// SPDX-License-Identifier: AGPL-3.0-or-later
//! Line-oriented `KEY=VALUE` document
//!
//! Comments, blank lines and unparseable lines are kept so that an untouched
//! file serializes back byte for byte. Entries remember their original text
//! and reuse it until their value changes.

use std::fmt;

/// One physical line of the document
#[derive(Debug, Clone, PartialEq, Eq)]
enum Line {
    Entry(Entry),
    Comment(String),
    Blank,
    /// Text we could not parse; passed through untouched
    Raw(String),
}

#[derive(Debug, Clone, PartialEq, Eq)]
struct Entry {
    key: String,
    value: String,
    /// Original line, only kept when it can be written back safely
    raw: Option<String>,
}

/// Ordered key/value configuration document
#[derive(Debug, Clone, Default, PartialEq, Eq)]
pub struct ConfigDocument {
    lines: Vec<Line>,
}

impl ConfigDocument {
    /// Create an empty document
    pub fn new() -> Self {
        Self::default()
    }

    /// Parse document text. Never fails: lines that are not `KEY=VALUE`,
    /// comments or blank are carried through as-is.
    pub fn parse(text: &str) -> Self {
        let lines = text.lines().map(parse_line).collect();
        Self { lines }
    }

    /// Build a document from ordered pairs
    pub fn from_pairs<I, K, V>(pairs: I) -> Self
    where
        I: IntoIterator<Item = (K, V)>,
        K: Into<String>,
        V: Into<String>,
    {
        let mut doc = Self::new();
        for (key, value) in pairs {
            doc.set(key, value);
        }
        doc
    }

    /// Value of `key`; the last occurrence wins, as with dotenv loaders
    pub fn get(&self, key: &str) -> Option<&str> {
        self.entries()
            .filter(|(k, _)| *k == key)
            .last()
            .map(|(_, v)| v)
    }

    pub fn contains_key(&self, key: &str) -> bool {
        self.get(key).is_some()
    }

    /// Set `key`, updating the first occurrence in place (and dropping any
    /// duplicates) or appending a new entry
    pub fn set(&mut self, key: impl Into<String>, value: impl Into<String>) {
        let key = key.into();
        let value = value.into();
        let mut found = false;

        self.lines.retain_mut(|line| match line {
            Line::Entry(entry) if entry.key == key => {
                if found {
                    return false;
                }
                found = true;
                if entry.value != value {
                    entry.value = value.clone();
                    entry.raw = None;
                }
                true
            }
            _ => true,
        });

        if !found {
            self.lines.push(Line::Entry(Entry {
                key,
                value,
                raw: None,
            }));
        }
    }

    /// Remove all entries matching `predicate` and return the line index where
    /// the first one was, so a replacement can be inserted in the same place
    pub(crate) fn remove_where<F>(&mut self, predicate: F) -> Option<usize>
    where
        F: Fn(&str) -> bool,
    {
        let first = self
            .lines
            .iter()
            .position(|line| matches!(line, Line::Entry(entry) if predicate(&entry.key)));
        self.lines
            .retain(|line| !matches!(line, Line::Entry(entry) if predicate(&entry.key)));
        first
    }

    /// Insert fresh entries starting at line `index`
    pub(crate) fn insert_at(&mut self, index: usize, pairs: &[(String, String)]) {
        let index = index.min(self.lines.len());
        for (offset, (key, value)) in pairs.iter().enumerate() {
            self.lines.insert(
                index + offset,
                Line::Entry(Entry {
                    key: key.clone(),
                    value: value.clone(),
                    raw: None,
                }),
            );
        }
    }

    /// Iterate entries in document order
    pub fn entries(&self) -> impl Iterator<Item = (&str, &str)> {
        self.lines.iter().filter_map(|line| match line {
            Line::Entry(entry) => Some((entry.key.as_str(), entry.value.as_str())),
            _ => None,
        })
    }

    pub fn len(&self) -> usize {
        self.entries().count()
    }

    pub fn is_empty(&self) -> bool {
        self.len() == 0
    }
}

impl fmt::Display for ConfigDocument {
    fn fmt(&self, f: &mut fmt::Formatter<'_>) -> fmt::Result {
        for line in &self.lines {
            match line {
                Line::Entry(entry) => match &entry.raw {
                    Some(raw) => writeln!(f, "{}", raw)?,
                    None => writeln!(f, "{}={}", entry.key, format_value(&entry.value))?,
                },
                Line::Comment(text) | Line::Raw(text) => writeln!(f, "{}", text)?,
                Line::Blank => writeln!(f)?,
            }
        }
        Ok(())
    }
}

fn parse_line(line: &str) -> Line {
    let trimmed = line.trim();

    if trimmed.is_empty() {
        return Line::Blank;
    }
    if trimmed.starts_with('#') {
        return Line::Comment(line.to_string());
    }

    let body = trimmed.strip_prefix("export ").unwrap_or(trimmed);
    let Some((key, rest)) = body.split_once('=') else {
        return Line::Raw(line.to_string());
    };

    let key = key.trim();
    if !is_valid_key(key) {
        return Line::Raw(line.to_string());
    }

    let (value, quoted) = parse_value(rest.trim_start());

    // An unquoted value with inner whitespace is the legacy defect; drop the
    // original text so the entry is rewritten quoted on the next save.
    let raw = if !quoted && needs_quoting(&value) {
        None
    } else {
        Some(line.to_string())
    };

    Line::Entry(Entry {
        key: key.to_string(),
        value,
        raw,
    })
}

fn is_valid_key(key: &str) -> bool {
    let mut chars = key.chars();
    match chars.next() {
        Some(c) if c.is_ascii_alphabetic() || c == '_' => {}
        _ => return false,
    }
    chars.all(|c| c.is_ascii_alphanumeric() || c == '_')
}

/// Returns the unquoted value and whether it was quoted in the source
fn parse_value(rest: &str) -> (String, bool) {
    let mut chars = rest.chars();
    match chars.next() {
        Some('"') => {
            let mut value = String::new();
            let mut escaped = false;
            for c in chars {
                if escaped {
                    match c {
                        'n' => value.push('\n'),
                        other => value.push(other),
                    }
                    escaped = false;
                } else if c == '\\' {
                    escaped = true;
                } else if c == '"' {
                    return (value, true);
                } else {
                    value.push(c);
                }
            }
            // Unterminated quote: take what we have
            (value, true)
        }
        Some('\'') => {
            let inner: String = chars.take_while(|c| *c != '\'').collect();
            (inner, true)
        }
        _ => {
            let value = match rest.find(" #").or_else(|| rest.find("\t#")) {
                Some(index) => &rest[..index],
                None => rest,
            };
            (value.trim_end().to_string(), false)
        }
    }
}

fn needs_quoting(value: &str) -> bool {
    value
        .chars()
        .any(|c| c.is_whitespace() || matches!(c, '#' | '"' | '\'' | '=' | '\\' | '$' | '`'))
}

/// Render a value for writing, quoting when required
pub fn format_value(value: &str) -> String {
    if !needs_quoting(value) {
        return value.to_string();
    }
    let mut out = String::with_capacity(value.len() + 2);
    out.push('"');
    for c in value.chars() {
        match c {
            '"' => out.push_str("\\\""),
            '\\' => out.push_str("\\\\"),
            '\n' => out.push_str("\\n"),
            other => out.push(other),
        }
    }
    out.push('"');
    out
}

#[cfg(test)]
mod tests {
    use super::*;

    #[test]
    fn test_parse_basic_entries() {
        let doc = ConfigDocument::parse("# header\n\nHOST=0.0.0.0\nPORT=8080\n");
        assert_eq!(doc.get("HOST"), Some("0.0.0.0"));
        assert_eq!(doc.get("PORT"), Some("8080"));
        assert_eq!(doc.len(), 2);
    }

    #[test]
    fn test_untouched_document_round_trips_byte_for_byte() {
        let text = "# Image Sequence Server\n\nexport HOST=0.0.0.0\nNAME='snow cam'\nODD LINE\nPORT = 8080 # web\n";
        let doc = ConfigDocument::parse(text);
        assert_eq!(doc.to_string(), text);
        assert_eq!(doc.get("PORT"), Some("8080"));
        assert_eq!(doc.get("NAME"), Some("snow cam"));
    }

    #[test]
    fn test_quoted_values_with_escapes() {
        let doc = ConfigDocument::parse(r#"MSG="say \"hi\" \\ bye""#);
        assert_eq!(doc.get("MSG"), Some(r#"say "hi" \ bye"#));
    }

    #[test]
    fn test_unquoted_multi_token_value_is_rewritten_quoted() {
        let doc = ConfigDocument::parse("VPS_RSYNC_OPTIONS=-avz --delete\n");
        assert_eq!(doc.get("VPS_RSYNC_OPTIONS"), Some("-avz --delete"));
        assert_eq!(doc.to_string(), "VPS_RSYNC_OPTIONS=\"-avz --delete\"\n");
    }

    #[test]
    fn test_set_updates_in_place_and_appends() {
        let mut doc = ConfigDocument::parse("A=1\nB=2\n");
        doc.set("A", "10");
        doc.set("C", "3");
        assert_eq!(doc.to_string(), "A=10\nB=2\nC=3\n");
    }

    #[test]
    fn test_set_same_value_keeps_original_text() {
        let mut doc = ConfigDocument::parse("A = 1\n");
        doc.set("A", "1");
        assert_eq!(doc.to_string(), "A = 1\n");
    }

    #[test]
    fn test_duplicates_last_wins_and_set_collapses() {
        let mut doc = ConfigDocument::parse("A=1\nB=2\nA=3\n");
        assert_eq!(doc.get("A"), Some("3"));
        doc.set("A", "4");
        assert_eq!(doc.to_string(), "A=4\nB=2\n");
    }

    #[test]
    fn test_format_value() {
        assert_eq!(format_value("plain"), "plain");
        assert_eq!(format_value(""), "");
        assert_eq!(format_value("a b"), "\"a b\"");
        assert_eq!(format_value("p#ss"), "\"p#ss\"");
        assert_eq!(format_value(r#"q"uote"#), r#""q\"uote""#);
    }

    #[test]
    fn test_formatted_values_parse_back() {
        let mut doc = ConfigDocument::new();
        doc.set("PASS", r#"we"ird \ pa ss#"#);
        let reparsed = ConfigDocument::parse(&doc.to_string());
        assert_eq!(reparsed.get("PASS"), Some(r#"we"ird \ pa ss#"#));
    }
}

> WORK INSTRUCTION: Exactly as they stand, please print the lines from the first line of the records above down to the line that includes "of the document", both of those included and no others.

> TASK RESPONSE:
// SPDX-License-Identifier: AGPL-3.0-or-later
//! Line-oriented `KEY=VALUE` document
//!
//! Comments, blank lines and unparseable lines are kept so that an untouched
//! file serializes back byte for byte. Entries remember their original text
//! and reuse it until their value changes.

use std::fmt;

/// One physical line of the document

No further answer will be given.